Em um dia frio em Kaunas entrei no trem para ir a Vilnius. Mais um dia de trabalho! O Arquivo histórico do antigo Partido Comunista me esperava e eu por ele. Ainda com sono, completamente descolado no fuso horário, me atirei na poltrona nova do trem rápido. Rápido era só o nome da linha e não tem relação com a real velocidade do treco. Olhei pela janela. Gelo no chão. Arvores peladas. Passarinhos escondidos.
Na poltrona, do outro lado do corredor, uma menina com mala e mochila virava e revirava um monte de mapas e livretos.
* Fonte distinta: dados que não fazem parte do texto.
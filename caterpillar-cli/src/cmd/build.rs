use anyhow::{Result, anyhow};
use clap::{Arg, ArgAction, ArgMatches, Command};
use caterpillar_core::SiteBuilder;

use crate::config::CaterpillarConfig;

pub fn add_build_args(command: Command) -> Command {
    command
        .arg(
            Arg::new("source")
                .short('s')
                .long("source")
                .value_name("DIR")
                .help("Content directory containing one folder per section [default: ./Content]")
        )
        .arg(
            Arg::new("output")
                .short('o')
                .long("output")
                .value_name("DIR")
                .help("Output directory for generated site [default: ./Output]")
        )
        .arg(
            Arg::new("resources")
                .short('r')
                .long("resources")
                .value_name("DIR")
                .help("Directory copied verbatim into the output [default: ./Resources]")
        )
        .arg(
            Arg::new("theme")
                .short('t')
                .long("theme")
                .value_name("DIR")
                .help("Tera theme directory with item.html, section.html and home.html")
        )
        .arg(
            Arg::new("config")
                .short('c')
                .long("config")
                .value_name("FILE")
                .help("Configuration file [default: ./caterpillar.toml]")
        )
        .arg(
            Arg::new("strict")
                .long("strict")
                .action(ArgAction::SetTrue)
                .help("Exit with an error if any post was skipped")
        )
        .arg(
            Arg::new("sequential")
                .long("sequential")
                .action(ArgAction::SetTrue)
                .help("Render pages on a single thread")
        )
}

pub fn make_subcommand() -> Command {
    add_build_args(Command::new("build"))
        .about("Build the static site from markdown posts")
}

pub fn execute(args: &ArgMatches) -> Result<()> {
    // Load cascading configuration
    let config = CaterpillarConfig::load(args)?;
    let build_config = config.build_config();

    let mut builder = SiteBuilder::new()
        .source_dir(&build_config.source)
        .output_dir(&build_config.output)
        .resources_dir(&build_config.resources)
        .config(config.site_config())
        .parallel(build_config.parallel);
    if !build_config.theme.is_empty() {
        builder = builder.theme_dir(&build_config.theme);
    }

    let report = builder.build()?.run()?;

    for failure in &report.failures {
        log::warn!("Skipped {}: {}", failure.source.display(), failure.error);
    }
    log::info!(
        "Published {} posts ({} pages) to {}",
        report.items_published,
        report.pages_written,
        report.output_dir.display()
    );

    if build_config.strict && report.has_failures() {
        return Err(anyhow!(
            "{} post(s) could not be published",
            report.failures.len()
        ));
    }

    Ok(())
}
use std::collections::HashMap;
use std::path::PathBuf;

use crate::site::{Item, Section, SectionEntry, SectionId, Sections};

#[derive(Debug, thiserror::Error)]
pub enum IndexError {
    #[error("duplicate item id `{id}` ({} and {})", .first.display(), .second.display())]
    DuplicateId {
        id: String,
        first: PathBuf,
        second: PathBuf,
    },
}

/// Group validated items into sections, order each section newest first
/// (ties broken by id) and link every entry to its neighbours.
pub fn index(items: &[Item]) -> Result<Sections<'_>, IndexError> {
    let mut seen: HashMap<&str, &Item> = HashMap::with_capacity(items.len());
    for item in items {
        if let Some(first) = seen.insert(item.id.as_str(), item) {
            return Err(IndexError::DuplicateId {
                id: item.id.clone(),
                first: first.source.clone(),
                second: item.source.clone(),
            });
        }
    }

    let mut sections = Sections::new();
    for id in SectionId::ALL {
        let mut members: Vec<&Item> = items.iter().filter(|item| item.section_id == id).collect();
        members.sort_by(|a, b| {
            b.publish_date
                .cmp(&a.publish_date)
                .then_with(|| a.id.cmp(&b.id))
        });

        let entries = members
            .iter()
            .copied()
            .enumerate()
            .map(|(i, item)| SectionEntry {
                item,
                previous: i.checked_sub(1).map(|p| members[p]),
                next: members.get(i + 1).copied(),
            })
            .collect();

        sections.insert(id, Section { id, entries });
    }

    Ok(sections)
}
Me olhou! Olhou para o mapa! Percebeu que eu era estrangeiro? Com certeza.
Me olhou novamente e chegou perto. Com um inglês cheio de RRRRRRR e SSSSSS, me perguntou alguma coisa sobre um lugar que eu não tinha a menor ideia de onde ficava. Depois perguntou sobre outro lugar que consegui localizar no mapa. Ela queria ir para a cidade velha em Vilnius, um hostel. Problema resolvido com os mapas. Ficou ali sentada do meu lado. Silêncio constrangedor. Para puxar um papo, fiz aquela pergunta muito útil: de onde você é?
– Da Eslovênia – me respondeu tirando a franja e arregalando os seus enormes olhos azuis que contrasta com sua pele branca e a sobrancelha negras como seus cabelos longos – Conhece?
– Não… Nunca fui aos Balcãs…
– Balcãs? No!!! No, Eslovênia não fica nos Balcãs – me olhou feio. Quase indignada
– Ahhhhhh. Não?
– Não! Fica nos Alpes. É um país Alpino!
Putz ! Além de ignorante me senti velho. Estudei geografia no final da Guerra Fria. Em um tempo em que tudo o que ficava para lá de Berlim era Leste Europeu. Agora o Leste Europeu acabou. Ninguém mais quer ser do Leste. Assim como não querem ser mais Balcãs.
Os países andam inventando a sua própria geografia para se reinventar no Ocidente. Quanto mais no Ocidente melhor. Ocidente é… Digamos, União Européia. Para os eslovenos, que foram um dos primeiros do “Leste” a serem aceitos na União Européia, é mais interessante inventar uma identificação com a Austria e com a Itália do que com a Sérvia. Viraram Alpino!
Em Vilnius, você pode ir ao centro da cidade e pedir um diploma autenticado afirmando que você esteve no centro geográfico da Europa. Coisa inútil! Imagina colocar uma coisa dessas na parede da sua casa. A função desse papel é simplesmente afirmar: “não estamos no Leste. Esqueça a União Soviética e aquela geografia”.
Seja como for, minha ida para Vilnius seguiu silenciosa. A menina voltou para a sua poltrona. Maldita geografia pós-Soviética…
Para mim, Alpino continua sendo o chocolate duro e doce embrulhado no papel dourado. Assim como o centro da Europa continua sendo Berlim queiram ou não. (isso foi uma ironia!).